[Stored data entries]
-- -- --

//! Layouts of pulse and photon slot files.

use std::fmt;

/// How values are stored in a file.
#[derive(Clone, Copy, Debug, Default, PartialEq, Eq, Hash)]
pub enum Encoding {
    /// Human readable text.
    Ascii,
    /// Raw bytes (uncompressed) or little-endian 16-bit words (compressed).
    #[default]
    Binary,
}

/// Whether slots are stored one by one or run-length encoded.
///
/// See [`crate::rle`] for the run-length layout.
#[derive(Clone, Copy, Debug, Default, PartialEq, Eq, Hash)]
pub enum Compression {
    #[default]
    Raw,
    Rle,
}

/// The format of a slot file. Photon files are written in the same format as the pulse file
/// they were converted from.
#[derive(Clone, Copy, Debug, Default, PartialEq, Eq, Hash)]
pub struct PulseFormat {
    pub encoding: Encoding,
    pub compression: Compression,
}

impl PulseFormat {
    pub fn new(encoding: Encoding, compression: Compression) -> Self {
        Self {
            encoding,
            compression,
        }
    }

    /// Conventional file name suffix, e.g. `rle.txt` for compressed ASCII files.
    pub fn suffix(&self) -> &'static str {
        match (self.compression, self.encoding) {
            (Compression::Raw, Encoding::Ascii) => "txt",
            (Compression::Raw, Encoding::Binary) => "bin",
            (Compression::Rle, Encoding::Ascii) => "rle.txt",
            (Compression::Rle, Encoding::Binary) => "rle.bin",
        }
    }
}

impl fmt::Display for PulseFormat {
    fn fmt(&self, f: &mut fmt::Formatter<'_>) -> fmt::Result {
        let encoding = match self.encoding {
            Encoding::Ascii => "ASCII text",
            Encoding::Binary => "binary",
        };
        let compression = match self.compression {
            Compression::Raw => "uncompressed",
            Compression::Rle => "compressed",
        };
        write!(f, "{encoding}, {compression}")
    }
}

-- -- --

§ **What is being asked**
Output the records in full, exactly.

§ **Answer space**
//! Layouts of pulse and photon slot files.

use std::fmt;

/// How values are stored in a file.
#[derive(Clone, Copy, Debug, Default, PartialEq, Eq, Hash)]
pub enum Encoding {
    /// Human readable text.
    Ascii,
    /// Raw bytes (uncompressed) or little-endian 16-bit words (compressed).
    #[default]
    Binary,
}

/// Whether slots are stored one by one or run-length encoded.
///
/// See [`crate::rle`] for the run-length layout.
#[derive(Clone, Copy, Debug, Default, PartialEq, Eq, Hash)]
pub enum Compression {
    #[default]
    Raw,
    Rle,
}

/// The format of a slot file. Photon files are written in the same format as the pulse file
/// they were converted from.
#[derive(Clone, Copy, Debug, Default, PartialEq, Eq, Hash)]
pub struct PulseFormat {
    pub encoding: Encoding,
    pub compression: Compression,
}

impl PulseFormat {
    pub fn new(encoding: Encoding, compression: Compression) -> Self {
        Self {
            encoding,
            compression,
        }
    }

    /// Conventional file name suffix, e.g. `rle.txt` for compressed ASCII files.
    pub fn suffix(&self) -> &'static str {
        match (self.compression, self.encoding) {
            (Compression::Raw, Encoding::Ascii) => "txt",
            (Compression::Raw, Encoding::Binary) => "bin",
            (Compression::Rle, Encoding::Ascii) => "rle.txt",
            (Compression::Rle, Encoding::Binary) => "rle.bin",
        }
    }
}

impl fmt::Display for PulseFormat {
    fn fmt(&self, f: &mut fmt::Formatter<'_>) -> fmt::Result {
        let encoding = match self.encoding {
            Encoding::Ascii => "ASCII text",
            Encoding::Binary => "binary",
        };
        let compression = match self.compression {
            Compression::Raw => "uncompressed",
            Compression::Rle => "compressed",
        };
        write!(f, "{encoding}, {compression}")
    }
}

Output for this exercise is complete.